**Material for the task:**
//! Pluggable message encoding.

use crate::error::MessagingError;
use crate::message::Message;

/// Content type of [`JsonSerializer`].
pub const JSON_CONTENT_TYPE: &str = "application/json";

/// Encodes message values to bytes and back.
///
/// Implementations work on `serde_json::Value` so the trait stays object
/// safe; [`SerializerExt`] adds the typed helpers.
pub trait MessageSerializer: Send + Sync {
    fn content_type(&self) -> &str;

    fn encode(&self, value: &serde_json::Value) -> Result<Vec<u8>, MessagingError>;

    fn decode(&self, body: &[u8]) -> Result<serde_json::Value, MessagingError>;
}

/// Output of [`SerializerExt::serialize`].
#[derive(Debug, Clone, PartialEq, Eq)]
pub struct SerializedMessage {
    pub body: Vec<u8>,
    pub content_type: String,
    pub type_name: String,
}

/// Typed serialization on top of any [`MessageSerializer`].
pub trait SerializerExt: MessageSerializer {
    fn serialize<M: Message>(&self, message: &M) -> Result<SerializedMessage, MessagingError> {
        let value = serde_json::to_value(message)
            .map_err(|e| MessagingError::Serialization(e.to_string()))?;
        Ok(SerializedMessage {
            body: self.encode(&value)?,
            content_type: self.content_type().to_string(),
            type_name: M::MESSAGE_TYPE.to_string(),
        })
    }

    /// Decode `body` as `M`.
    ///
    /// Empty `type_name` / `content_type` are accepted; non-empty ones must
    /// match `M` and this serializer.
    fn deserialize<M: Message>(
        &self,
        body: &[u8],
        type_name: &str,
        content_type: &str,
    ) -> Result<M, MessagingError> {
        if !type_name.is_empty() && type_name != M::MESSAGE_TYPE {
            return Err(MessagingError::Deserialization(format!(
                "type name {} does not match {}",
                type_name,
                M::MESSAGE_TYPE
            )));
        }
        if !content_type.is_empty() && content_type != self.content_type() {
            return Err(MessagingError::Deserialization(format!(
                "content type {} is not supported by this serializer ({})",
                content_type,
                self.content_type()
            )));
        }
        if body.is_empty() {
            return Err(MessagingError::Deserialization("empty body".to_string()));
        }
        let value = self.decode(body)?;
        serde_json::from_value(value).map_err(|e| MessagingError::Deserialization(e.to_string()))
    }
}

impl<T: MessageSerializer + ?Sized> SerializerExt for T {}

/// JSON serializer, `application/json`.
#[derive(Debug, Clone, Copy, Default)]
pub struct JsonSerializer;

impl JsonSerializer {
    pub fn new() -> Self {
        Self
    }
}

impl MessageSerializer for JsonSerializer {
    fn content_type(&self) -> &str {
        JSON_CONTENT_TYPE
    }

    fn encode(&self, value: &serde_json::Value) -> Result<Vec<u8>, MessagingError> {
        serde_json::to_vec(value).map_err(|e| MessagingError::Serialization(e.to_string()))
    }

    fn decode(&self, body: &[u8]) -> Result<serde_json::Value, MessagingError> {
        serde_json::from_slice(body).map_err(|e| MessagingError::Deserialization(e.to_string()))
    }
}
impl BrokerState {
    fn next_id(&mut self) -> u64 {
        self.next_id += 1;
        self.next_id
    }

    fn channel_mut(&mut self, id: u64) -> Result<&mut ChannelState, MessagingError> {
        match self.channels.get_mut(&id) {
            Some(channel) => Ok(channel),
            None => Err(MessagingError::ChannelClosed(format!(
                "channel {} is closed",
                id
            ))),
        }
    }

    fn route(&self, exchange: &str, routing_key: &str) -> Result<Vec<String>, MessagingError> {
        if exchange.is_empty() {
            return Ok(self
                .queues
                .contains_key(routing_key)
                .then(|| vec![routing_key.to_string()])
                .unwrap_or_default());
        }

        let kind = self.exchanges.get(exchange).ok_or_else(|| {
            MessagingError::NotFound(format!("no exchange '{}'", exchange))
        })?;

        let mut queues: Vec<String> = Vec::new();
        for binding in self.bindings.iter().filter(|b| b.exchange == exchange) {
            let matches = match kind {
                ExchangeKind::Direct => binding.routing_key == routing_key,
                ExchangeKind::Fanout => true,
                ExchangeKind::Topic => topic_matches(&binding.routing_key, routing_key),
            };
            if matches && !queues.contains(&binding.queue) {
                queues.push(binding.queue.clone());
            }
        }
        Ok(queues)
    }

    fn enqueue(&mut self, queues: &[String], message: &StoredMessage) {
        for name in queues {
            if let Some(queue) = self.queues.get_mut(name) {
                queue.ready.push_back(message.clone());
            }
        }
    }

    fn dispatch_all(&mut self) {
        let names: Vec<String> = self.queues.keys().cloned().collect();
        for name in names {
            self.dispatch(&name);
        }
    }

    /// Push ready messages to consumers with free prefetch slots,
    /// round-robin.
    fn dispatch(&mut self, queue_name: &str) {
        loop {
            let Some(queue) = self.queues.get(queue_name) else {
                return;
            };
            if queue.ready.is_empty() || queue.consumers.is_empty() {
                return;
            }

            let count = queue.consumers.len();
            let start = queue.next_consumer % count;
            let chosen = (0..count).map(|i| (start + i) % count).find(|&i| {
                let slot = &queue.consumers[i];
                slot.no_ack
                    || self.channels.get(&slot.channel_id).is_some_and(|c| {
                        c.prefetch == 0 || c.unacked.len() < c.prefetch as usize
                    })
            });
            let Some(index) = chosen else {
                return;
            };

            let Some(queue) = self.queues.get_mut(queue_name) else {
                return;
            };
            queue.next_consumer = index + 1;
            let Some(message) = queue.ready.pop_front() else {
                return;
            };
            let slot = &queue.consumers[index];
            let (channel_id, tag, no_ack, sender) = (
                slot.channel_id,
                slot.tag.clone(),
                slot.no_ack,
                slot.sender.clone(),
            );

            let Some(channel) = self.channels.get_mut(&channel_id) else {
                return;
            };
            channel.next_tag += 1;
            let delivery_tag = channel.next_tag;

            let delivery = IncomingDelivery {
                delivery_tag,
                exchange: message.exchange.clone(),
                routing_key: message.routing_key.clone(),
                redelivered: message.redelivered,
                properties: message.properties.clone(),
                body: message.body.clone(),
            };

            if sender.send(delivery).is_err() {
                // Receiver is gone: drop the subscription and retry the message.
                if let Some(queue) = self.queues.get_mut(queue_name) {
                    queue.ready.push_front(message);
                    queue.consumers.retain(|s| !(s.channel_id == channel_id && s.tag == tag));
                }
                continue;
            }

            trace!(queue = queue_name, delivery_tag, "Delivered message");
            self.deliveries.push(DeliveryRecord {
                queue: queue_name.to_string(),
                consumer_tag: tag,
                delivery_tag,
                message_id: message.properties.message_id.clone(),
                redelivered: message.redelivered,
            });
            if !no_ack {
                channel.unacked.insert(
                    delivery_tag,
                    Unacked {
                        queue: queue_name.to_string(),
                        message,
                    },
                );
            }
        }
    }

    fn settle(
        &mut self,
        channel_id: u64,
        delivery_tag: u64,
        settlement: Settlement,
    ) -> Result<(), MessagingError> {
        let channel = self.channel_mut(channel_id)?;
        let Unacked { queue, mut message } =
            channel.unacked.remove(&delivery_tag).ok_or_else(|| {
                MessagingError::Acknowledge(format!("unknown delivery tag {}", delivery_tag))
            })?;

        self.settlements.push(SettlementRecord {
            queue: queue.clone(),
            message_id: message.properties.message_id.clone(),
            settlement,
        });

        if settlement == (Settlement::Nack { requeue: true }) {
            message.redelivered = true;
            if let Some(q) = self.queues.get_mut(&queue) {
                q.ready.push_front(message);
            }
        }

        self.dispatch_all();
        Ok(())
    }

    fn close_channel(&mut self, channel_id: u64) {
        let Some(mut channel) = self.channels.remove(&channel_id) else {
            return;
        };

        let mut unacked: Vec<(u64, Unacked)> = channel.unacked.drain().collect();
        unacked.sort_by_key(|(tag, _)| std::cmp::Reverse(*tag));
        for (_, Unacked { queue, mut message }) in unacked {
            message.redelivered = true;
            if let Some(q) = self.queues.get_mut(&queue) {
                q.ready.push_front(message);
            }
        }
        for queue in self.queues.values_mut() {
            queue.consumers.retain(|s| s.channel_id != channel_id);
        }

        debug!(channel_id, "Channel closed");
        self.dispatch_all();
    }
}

**Task prompt:** A single number is the whole answer: how many lines in the listing contain "true"?

**Output for this task:** 4